Thames' mom says there is no way he could have killed Jacie Taylor back in 1994, or Susan Doll in 1989 for that matter. She says she can even prove it. But the District Attorney's office says his DNA suggests otherwise.
"I don't believe there's anyway that he is guilty of it because that is not Doug," his mom Sandra Gifford said. "Doug is the kindest person you could ever meet. There isn't a person that he wouldn't help."
Gifford looked through old pictures to remember her son who has been in jail now for 17 years as well. Convicted of the 1989 murder of Susan Doll, his DNA has now been linked to Palisade woman Jacie Taylor's death from 1994.

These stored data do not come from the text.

//! Fixed-size bit fields, field groups, and named frames.

use std::fmt;

use crate::bits::Bits;
use crate::error::{Error, Result};

/// A fixed-size bit field with chunked and whole-value access.
///
/// A field has a declared size, a fill level (bits written so far), and a
/// read cursor for chunked access. Chunked reads walk the filled region
/// without consuming it; [`rewind`](Field::rewind) restarts them. The
/// whole-value accessors ([`bits`](Field::bits), [`bytes`](Field::bytes),
/// [`uint`](Field::uint) and their setters) require exact sizes — a
/// mismatch is a contract violation reported as an error, never padded or
/// truncated.
#[derive(Clone, Default)]
pub struct Field {
    content: Bits,
    size: usize,
    cursor: usize,
}

impl Field {
    /// Creates an empty field of `size` bits.
    pub fn new(size: usize) -> Self {
        Self {
            content: Bits::new(),
            size,
            cursor: 0,
        }
    }

    /// Creates a field of `size` bits holding an integer value.
    pub fn with_uint(size: usize, value: u64) -> Result<Self> {
        let mut field = Self::new(size);
        field.set_uint(value)?;
        Ok(field)
    }

    /// Creates a field holding the given bytes; the size is taken from
    /// the byte count.
    pub fn with_bytes(bytes: &[u8]) -> Self {
        let mut field = Self::new(bytes.len() * 8);
        field
            .set_bits(&Bits::from_bytes(bytes))
            .expect("byte-sized field always fits its bytes");
        field
    }

    /// The declared size in bits.
    pub fn size(&self) -> usize {
        self.size
    }

    /// Grows or shrinks the declared size.
    ///
    /// Shrinking below the current fill level is rejected.
    pub fn set_size(&mut self, size: usize) -> Result<()> {
        if self.content.len() > size {
            return Err(Error::SizeTooSmall {
                size,
                filled: self.content.len(),
            });
        }
        self.size = size;
        Ok(())
    }

    /// Bits written so far.
    pub fn filled(&self) -> usize {
        self.content.len()
    }

    /// True once every declared bit has been written.
    pub fn is_full(&self) -> bool {
        self.content.len() == self.size
    }

    /// Reads up to `count` bits at the cursor and advances it.
    ///
    /// At the end of the field this returns an empty sequence. Reading a
    /// region that has not been written yet is an error: either the
    /// cursor itself is past the fill level, or the read would span the
    /// field's tail before the field is full.
    pub fn read(&mut self, count: usize) -> Result<Bits> {
        if self.cursor == self.size {
            return Ok(Bits::new());
        }
        let end = (self.cursor + count).min(self.size);
        if self.cursor >= self.content.len() {
            return Err(Error::FieldUnderfilled);
        }
        if end == self.size && !self.is_full() {
            return Err(Error::FieldUnderfilled);
        }
        let chunk = self.content.slice(self.cursor, end);
        self.cursor = end;
        Ok(chunk)
    }

    /// Appends from `bits` up to the remaining capacity; returns the
    /// leftover bits that did not fit.
    pub fn write(&mut self, bits: &Bits) -> Bits {
        let missing = self.size - self.content.len();
        self.content.append(&bits.slice(0, missing));
        bits.slice(missing, bits.len())
    }

    /// Restarts chunked reading at the field's beginning.
    pub fn rewind(&mut self) {
        self.cursor = 0;
    }

    /// Discards the content, keeping the declared size.
    pub fn clear(&mut self) {
        self.content = Bits::new();
        self.cursor = 0;
    }

    /// The whole value; requires a full field.
    pub fn bits(&self) -> Result<Bits> {
        if !self.is_full() {
            return Err(Error::FieldNotFull);
        }
        Ok(self.content.clone())
    }

    /// Replaces the whole value; the length must equal the size.
    pub fn set_bits(&mut self, bits: &Bits) -> Result<()> {
        if bits.len() != self.size {
            return Err(Error::SizeMismatch {
                expected: self.size,
                actual: bits.len(),
            });
        }
        self.clear();
        self.write(bits);
        Ok(())
    }

    /// The whole value as bytes; requires a full, byte-aligned field.
    pub fn bytes(&self) -> Result<Vec<u8>> {
        self.bits()?.to_bytes()
    }

    /// Replaces the whole value from bytes.
    pub fn set_bytes(&mut self, bytes: &[u8]) -> Result<()> {
        self.set_bits(&Bits::from_bytes(bytes))
    }

    /// The whole value as an unsigned integer; requires a full field of
    /// at most 64 bits.
    pub fn uint(&self) -> Result<u64> {
        self.bits()?.to_uint()
    }

    /// Replaces the whole value from an unsigned integer.
    pub fn set_uint(&mut self, value: u64) -> Result<()> {
        self.set_bits(&Bits::from_uint(value, self.size)?)
    }
}

impl fmt::Debug for Field {
    fn fmt(&self, f: &mut fmt::Formatter<'_>) -> fmt::Result {
        write!(f, "Field({}-bit, {}", self.size, self.content)?;
        for _ in self.content.len()..self.size {
            write!(f, "x")?;
        }
        if self.size > 0 && self.is_full() {
            if let Ok(value) = self.content.to_uint() {
                write!(f, ", {value:#x}")?;
            }
        }
        write!(f, ")")
    }
}

/// An ordered sequence of fields treated as one bit region.
///
/// Chunked reads and writes run across field boundaries in declaration
/// order, which is how a frame is serialized bit by bit onto a wire.
#[derive(Clone, Default, Debug)]
pub struct FieldGroup {
    fields: Vec<Field>,
}

impl FieldGroup {
    /// Creates an empty group.
    pub fn new() -> Self {
        Self::default()
    }

    /// Appends a field.
    pub fn push(&mut self, field: Field) {
        self.fields.push(field);
    }

    /// Total declared size across all fields.
    pub fn size(&self) -> usize {
        self.fields.iter().map(Field::size).sum()
    }

    /// Number of fields.
    pub fn len(&self) -> usize {
        self.fields.len()
    }

    /// True when the group has no fields.
    pub fn is_empty(&self) -> bool {
        self.fields.is_empty()
    }

    /// The field at `index`.
    pub fn field(&self, index: usize) -> Option<&Field> {
        self.fields.get(index)
    }

    /// Mutable access to the field at `index`.
    pub fn field_mut(&mut self, index: usize) -> Option<&mut Field> {
        self.fields.get_mut(index)
    }

    /// Reads up to `count` bits across fields at their cursors.
    pub fn read(&mut self, count: usize) -> Result<Bits> {
        let mut chunk = Bits::new();
        for field in &mut self.fields {
            chunk.append(&field.read(count - chunk.len())?);
            if chunk.len() == count {
                break;
            }
        }
        Ok(chunk)
    }

    /// Writes across fields in order; returns the leftover bits.
    pub fn write(&mut self, bits: &Bits) -> Bits {
        let mut remaining = bits.clone();
        for field in &mut self.fields {
            remaining = field.write(&remaining);
            if remaining.is_empty() {
                break;
            }
        }
        remaining
    }

    /// Rewinds every field's cursor.
    pub fn rewind(&mut self) {
        for field in &mut self.fields {
            field.rewind();
        }
    }

    /// Clears every field's content.
    pub fn clear(&mut self) {
        for field in &mut self.fields {
            field.clear();
        }
    }

    /// The concatenated whole value; requires every field full.
    pub fn bits(&mut self) -> Result<Bits> {
        self.rewind();
        let bits = self.read(self.size())?;
        self.rewind();
        Ok(bits)
    }

    /// Replaces the whole region; the length must match the total size.
    pub fn set_bits(&mut self, bits: &Bits) -> Result<()> {
        if bits.len() != self.size() {
            return Err(Error::SizeMismatch {
                expected: self.size(),
                actual: bits.len(),
            });
        }
        self.clear();
        self.write(bits);
        Ok(())
    }
}

/// A [`FieldGroup`] whose fields are addressable by name.
#[derive(Clone, Default, Debug)]
pub struct Frame {
    names: Vec<String>,
    group: FieldGroup,
}

impl Frame {
    /// Creates an empty frame.
    pub fn new() -> Self {
        Self::default()
    }

    /// Appends a named field.
    pub fn push(&mut self, name: impl Into<String>, field: Field) {
        self.names.push(name.into());
        self.group.push(field);
    }

    /// The field called `name`.
    pub fn field(&self, name: &str) -> Option<&Field> {
        let index = self.names.iter().position(|n| n == name)?;
        self.group.field(index)
    }

    /// Mutable access to the field called `name`.
    pub fn field_mut(&mut self, name: &str) -> Option<&mut Field> {
        let index = self.names.iter().position(|n| n == name)?;
        self.group.field_mut(index)
    }

    /// The underlying ordered group, for chunked serialization.
    pub fn group(&mut self) -> &mut FieldGroup {
        &mut self.group
    }

    /// Total declared size across all fields.
    pub fn size(&self) -> usize {
        self.group.size()
    }

    /// The concatenated whole value; requires every field full.
    pub fn bits(&mut self) -> Result<Bits> {
        self.group.bits()
    }

    /// Replaces the whole frame; the length must match the total size.
    pub fn set_bits(&mut self, bits: &Bits) -> Result<()> {
        self.group.set_bits(bits)
    }
}

#[cfg(test)]
mod tests {
    use super::*;

    #[test]
    fn test_chunked_read_walks_filled_region() {
        let mut field = Field::with_uint(8, 0b1100_0001).unwrap();
        assert_eq!(field.read(4).unwrap().to_uint().unwrap(), 0b1100);
        assert_eq!(field.read(4).unwrap().to_uint().unwrap(), 0b0001);
        // Past the end: empty, not an error.
        assert!(field.read(4).unwrap().is_empty());
        field.rewind();
        assert_eq!(field.read(8).unwrap().to_uint().unwrap(), 0b1100_0001);
    }

    #[test]
    fn test_reading_unwritten_region_is_an_error() {
        let mut field = Field::new(8);
        field.write(&Bits::from_uint(0b101, 3).unwrap());
        // The tail is requested before the field is full.
        assert_eq!(field.read(8), Err(Error::FieldUnderfilled));
    }

    #[test]
    fn test_write_returns_leftover() {
        let mut field = Field::new(4);
        let leftover = field.write(&Bits::from_uint(0b110101, 6).unwrap());
        assert!(field.is_full());
        assert_eq!(field.uint().unwrap(), 0b1101);
        assert_eq!(leftover.to_uint().unwrap(), 0b01);
    }

    #[test]
    fn test_whole_value_requires_full_field() {
        let mut field = Field::new(8);
        assert_eq!(field.uint(), Err(Error::FieldNotFull));
        field.set_uint(0xAB).unwrap();
        assert_eq!(field.uint().unwrap(), 0xAB);
        assert_eq!(field.bytes().unwrap(), vec![0xAB]);
    }

    #[test]
    fn test_size_mismatch_is_rejected() {
        let mut field = Field::new(8);
        assert_eq!(
            field.set_bits(&Bits::from_uint(0b101, 3).unwrap()),
            Err(Error::SizeMismatch {
                expected: 8,
                actual: 3
            })
        );
        assert_eq!(
            field.set_size(0),
            Ok(())
        );
        field.set_size(8).unwrap();
        field.set_uint(1).unwrap();
        assert_eq!(
            field.set_size(4),
            Err(Error::SizeTooSmall { size: 4, filled: 8 })
        );
    }

    #[test]
    fn test_group_serializes_across_fields() {
        let mut group = FieldGroup::new();
        group.push(Field::with_uint(4, 0xC).unwrap());
        group.push(Field::with_uint(8, 0x1F).unwrap());
        assert_eq!(group.size(), 12);
        assert_eq!(group.read(6).unwrap().to_uint().unwrap(), 0b1100_00);
        assert_eq!(group.read(6).unwrap().to_uint().unwrap(), 0b011111);
    }

    #[test]
    fn test_group_write_distributes() {
        let mut group = FieldGroup::new();
        group.push(Field::new(4));
        group.push(Field::new(4));
        let leftover = group.write(&Bits::from_uint(0b1010_0101_1, 9).unwrap());
        assert_eq!(leftover.len(), 1);
        assert_eq!(group.field(0).unwrap().uint().unwrap(), 0b1010);
        assert_eq!(group.field(1).unwrap().uint().unwrap(), 0b0101);
    }

    #[test]
    fn test_frame_fields_by_name() {
        let mut frame = Frame::new();
        frame.push("preamble", Field::with_uint(16, 0x0000).unwrap());
        frame.push("sync", Field::with_uint(16, 0xC1FA).unwrap());
        frame.push("payload", Field::with_bytes(b"hi"));
        assert_eq!(frame.size(), 48);
        assert_eq!(frame.field("sync").unwrap().uint().unwrap(), 0xC1FA);
        assert_eq!(frame.field("payload").unwrap().bytes().unwrap(), b"hi");
        assert!(frame.field("missing").is_none());

        let wire = frame.bits().unwrap();
        let mut copy = Frame::new();
        copy.push("preamble", Field::new(16));
        copy.push("sync", Field::new(16));
        copy.push("payload", Field::new(16));
        copy.set_bits(&wire).unwrap();
        assert_eq!(copy.field("sync").unwrap().uint().unwrap(), 0xC1FA);
    }
}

"I think there are several men in prison for things they didn't do because I know my son is innocent," Gifford said.
And not just innocent of the most recent murder, but Gifford says her son is not involved in either of them.
"There was no way a 16 year old could have killed her," she said. "The vicious, and brutality that happened his attorney said there was no way."
Thames, who was a teenager at the time, claims he was out of town on a camping trip in 1989. His family says they even have the pictures to prove it. But during his trial, the DA didn't buy the story, accusing his family of doctoring those photos.
"Well it was a blue pen instead of a black pen that she had originally wrote on the photo and so then years later when they went through the photo albums there was two different colors on the back of the pictures," Gifford said.
Now nearly 18 years later, the same program that freed Dewey from his life sentence upheld Thames' conviction, and accusing him in another case. But his family insists they have got the wrong man for both murders; making a bold claim that the state is setting Thames up.
"They sent his name in and they sent another man's submission number in under my sons name to be tested for DNA and we have the documentation to prove it," Gifford said. "I always believed in the justice system, until this happened to my son."
Thames' family says they are just going to keep trying to prove his innocence and hope the justice system will grant his motion of appeal. The Colorado Juvenile Justice Coalition is also looking at his case.